*PROBLEM:* Work out how many lines of the records hold the string "Some", and reply with that number alone.

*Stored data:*
····················
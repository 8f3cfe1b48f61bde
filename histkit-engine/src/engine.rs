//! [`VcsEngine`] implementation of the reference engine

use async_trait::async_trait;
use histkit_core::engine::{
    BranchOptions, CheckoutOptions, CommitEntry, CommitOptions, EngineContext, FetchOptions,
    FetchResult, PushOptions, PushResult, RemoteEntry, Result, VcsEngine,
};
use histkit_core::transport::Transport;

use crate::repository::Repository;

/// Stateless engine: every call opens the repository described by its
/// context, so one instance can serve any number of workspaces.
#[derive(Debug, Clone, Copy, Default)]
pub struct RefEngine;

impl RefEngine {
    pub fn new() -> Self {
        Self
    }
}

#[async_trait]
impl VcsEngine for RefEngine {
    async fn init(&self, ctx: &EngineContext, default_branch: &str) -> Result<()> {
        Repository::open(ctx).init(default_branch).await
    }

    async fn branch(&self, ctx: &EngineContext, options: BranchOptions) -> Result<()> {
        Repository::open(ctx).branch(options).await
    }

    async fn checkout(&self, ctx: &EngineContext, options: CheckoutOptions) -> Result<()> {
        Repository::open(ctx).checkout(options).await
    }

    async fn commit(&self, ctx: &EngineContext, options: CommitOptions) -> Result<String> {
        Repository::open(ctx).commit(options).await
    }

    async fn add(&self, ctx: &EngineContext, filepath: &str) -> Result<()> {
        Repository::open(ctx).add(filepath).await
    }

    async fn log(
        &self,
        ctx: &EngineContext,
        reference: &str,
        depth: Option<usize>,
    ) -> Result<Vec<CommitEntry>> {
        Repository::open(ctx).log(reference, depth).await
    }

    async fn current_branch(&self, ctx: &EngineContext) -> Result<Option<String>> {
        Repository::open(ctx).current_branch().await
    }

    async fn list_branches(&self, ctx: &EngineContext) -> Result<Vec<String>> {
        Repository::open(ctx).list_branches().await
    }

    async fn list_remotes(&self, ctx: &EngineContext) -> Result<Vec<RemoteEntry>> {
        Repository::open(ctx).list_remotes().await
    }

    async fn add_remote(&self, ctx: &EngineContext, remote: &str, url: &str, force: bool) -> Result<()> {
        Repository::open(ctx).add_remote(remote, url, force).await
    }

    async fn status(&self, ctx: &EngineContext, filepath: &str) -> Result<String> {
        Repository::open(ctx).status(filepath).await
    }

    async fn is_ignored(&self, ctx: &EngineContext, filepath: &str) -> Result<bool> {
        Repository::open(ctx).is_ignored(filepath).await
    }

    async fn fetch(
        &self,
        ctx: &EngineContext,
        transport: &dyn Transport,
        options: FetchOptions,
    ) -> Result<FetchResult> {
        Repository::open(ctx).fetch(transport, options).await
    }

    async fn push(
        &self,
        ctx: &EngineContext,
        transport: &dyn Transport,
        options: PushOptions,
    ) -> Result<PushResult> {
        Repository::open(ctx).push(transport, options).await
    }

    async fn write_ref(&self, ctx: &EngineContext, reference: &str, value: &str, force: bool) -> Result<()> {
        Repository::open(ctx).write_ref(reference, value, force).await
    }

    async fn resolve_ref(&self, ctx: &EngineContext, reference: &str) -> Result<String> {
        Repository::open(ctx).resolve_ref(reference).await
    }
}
····················
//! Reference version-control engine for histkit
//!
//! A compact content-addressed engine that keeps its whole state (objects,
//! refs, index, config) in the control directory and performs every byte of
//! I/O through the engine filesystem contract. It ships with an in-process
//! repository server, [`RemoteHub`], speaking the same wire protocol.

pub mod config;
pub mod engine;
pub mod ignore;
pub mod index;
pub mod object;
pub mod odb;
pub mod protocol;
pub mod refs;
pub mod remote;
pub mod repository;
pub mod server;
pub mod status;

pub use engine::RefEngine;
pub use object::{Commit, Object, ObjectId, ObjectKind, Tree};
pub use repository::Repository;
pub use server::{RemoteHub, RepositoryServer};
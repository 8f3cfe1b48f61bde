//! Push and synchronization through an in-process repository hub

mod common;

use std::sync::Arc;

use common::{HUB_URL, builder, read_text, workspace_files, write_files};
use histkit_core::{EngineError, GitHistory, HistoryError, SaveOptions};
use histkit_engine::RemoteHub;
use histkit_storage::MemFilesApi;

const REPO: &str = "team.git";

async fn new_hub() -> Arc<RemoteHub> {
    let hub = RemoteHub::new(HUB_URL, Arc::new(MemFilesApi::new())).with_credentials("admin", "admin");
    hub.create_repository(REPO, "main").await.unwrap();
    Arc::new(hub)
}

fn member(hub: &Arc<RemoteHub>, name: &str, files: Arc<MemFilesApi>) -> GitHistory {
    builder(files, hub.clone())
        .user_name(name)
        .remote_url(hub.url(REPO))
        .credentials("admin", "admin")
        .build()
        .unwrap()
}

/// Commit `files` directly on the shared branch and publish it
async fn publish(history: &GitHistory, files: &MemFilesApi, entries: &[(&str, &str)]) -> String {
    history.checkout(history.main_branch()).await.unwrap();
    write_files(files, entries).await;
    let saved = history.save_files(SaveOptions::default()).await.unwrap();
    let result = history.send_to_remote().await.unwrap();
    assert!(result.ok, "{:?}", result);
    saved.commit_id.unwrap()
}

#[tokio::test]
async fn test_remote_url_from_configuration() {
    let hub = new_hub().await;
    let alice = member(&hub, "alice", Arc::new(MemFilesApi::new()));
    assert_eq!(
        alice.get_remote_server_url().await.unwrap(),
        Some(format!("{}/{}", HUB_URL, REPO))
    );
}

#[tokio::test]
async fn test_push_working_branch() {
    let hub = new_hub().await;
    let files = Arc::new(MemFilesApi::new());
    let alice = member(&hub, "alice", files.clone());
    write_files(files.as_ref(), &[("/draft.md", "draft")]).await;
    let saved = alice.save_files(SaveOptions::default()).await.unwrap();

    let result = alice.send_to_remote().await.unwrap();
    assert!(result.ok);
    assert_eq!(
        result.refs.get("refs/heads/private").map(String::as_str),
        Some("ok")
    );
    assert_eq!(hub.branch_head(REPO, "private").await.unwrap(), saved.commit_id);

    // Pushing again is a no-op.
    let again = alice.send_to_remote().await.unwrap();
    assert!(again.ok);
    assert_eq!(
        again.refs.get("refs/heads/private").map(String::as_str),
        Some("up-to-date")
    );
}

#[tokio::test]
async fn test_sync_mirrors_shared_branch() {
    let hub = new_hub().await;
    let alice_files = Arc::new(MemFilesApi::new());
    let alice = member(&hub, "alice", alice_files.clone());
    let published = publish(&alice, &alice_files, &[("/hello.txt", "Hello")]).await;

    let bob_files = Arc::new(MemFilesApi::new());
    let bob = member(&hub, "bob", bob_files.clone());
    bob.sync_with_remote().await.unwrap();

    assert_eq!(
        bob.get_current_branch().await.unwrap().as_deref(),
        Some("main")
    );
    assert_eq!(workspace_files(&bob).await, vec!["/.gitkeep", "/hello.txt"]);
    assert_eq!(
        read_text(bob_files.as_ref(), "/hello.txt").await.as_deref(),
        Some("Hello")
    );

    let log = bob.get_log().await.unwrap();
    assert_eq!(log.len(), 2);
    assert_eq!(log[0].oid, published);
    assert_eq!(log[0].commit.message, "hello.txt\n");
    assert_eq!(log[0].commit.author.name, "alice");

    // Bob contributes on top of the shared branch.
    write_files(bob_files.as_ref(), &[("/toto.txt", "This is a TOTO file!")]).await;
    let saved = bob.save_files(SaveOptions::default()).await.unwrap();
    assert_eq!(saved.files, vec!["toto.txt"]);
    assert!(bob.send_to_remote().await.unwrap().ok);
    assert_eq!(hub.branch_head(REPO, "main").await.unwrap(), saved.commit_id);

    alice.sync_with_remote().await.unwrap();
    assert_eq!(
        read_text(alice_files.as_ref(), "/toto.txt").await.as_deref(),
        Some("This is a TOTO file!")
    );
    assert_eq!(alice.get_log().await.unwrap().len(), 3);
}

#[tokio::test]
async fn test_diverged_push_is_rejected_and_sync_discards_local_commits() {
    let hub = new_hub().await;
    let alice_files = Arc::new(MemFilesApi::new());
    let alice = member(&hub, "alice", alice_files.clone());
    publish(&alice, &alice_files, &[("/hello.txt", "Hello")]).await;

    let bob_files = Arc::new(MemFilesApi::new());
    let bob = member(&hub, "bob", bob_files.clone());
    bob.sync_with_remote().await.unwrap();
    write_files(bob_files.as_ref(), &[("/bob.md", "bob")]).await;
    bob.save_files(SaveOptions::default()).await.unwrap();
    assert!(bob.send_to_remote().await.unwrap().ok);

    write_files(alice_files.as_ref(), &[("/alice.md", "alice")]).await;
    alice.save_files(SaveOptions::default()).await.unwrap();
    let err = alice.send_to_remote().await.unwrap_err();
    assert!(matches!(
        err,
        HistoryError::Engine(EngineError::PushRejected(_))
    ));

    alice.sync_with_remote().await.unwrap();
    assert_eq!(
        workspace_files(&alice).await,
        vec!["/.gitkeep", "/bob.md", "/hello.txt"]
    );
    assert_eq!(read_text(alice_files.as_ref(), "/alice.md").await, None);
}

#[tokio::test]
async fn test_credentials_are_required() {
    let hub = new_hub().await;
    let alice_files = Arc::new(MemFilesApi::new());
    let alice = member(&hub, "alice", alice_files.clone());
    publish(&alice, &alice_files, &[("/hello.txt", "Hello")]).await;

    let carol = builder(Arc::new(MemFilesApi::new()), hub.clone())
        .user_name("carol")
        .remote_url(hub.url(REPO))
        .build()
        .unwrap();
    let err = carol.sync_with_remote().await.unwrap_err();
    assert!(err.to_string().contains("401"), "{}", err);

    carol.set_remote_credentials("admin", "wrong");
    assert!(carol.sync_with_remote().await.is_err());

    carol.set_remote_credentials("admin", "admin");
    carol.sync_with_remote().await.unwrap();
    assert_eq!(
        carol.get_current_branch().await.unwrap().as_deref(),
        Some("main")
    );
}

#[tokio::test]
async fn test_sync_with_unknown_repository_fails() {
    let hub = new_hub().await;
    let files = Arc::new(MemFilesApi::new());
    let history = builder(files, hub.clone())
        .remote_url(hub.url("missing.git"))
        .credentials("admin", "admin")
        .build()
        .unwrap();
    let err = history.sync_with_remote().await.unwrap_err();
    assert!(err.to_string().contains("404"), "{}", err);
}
····················
*PROBLEM SOLUTION:* 7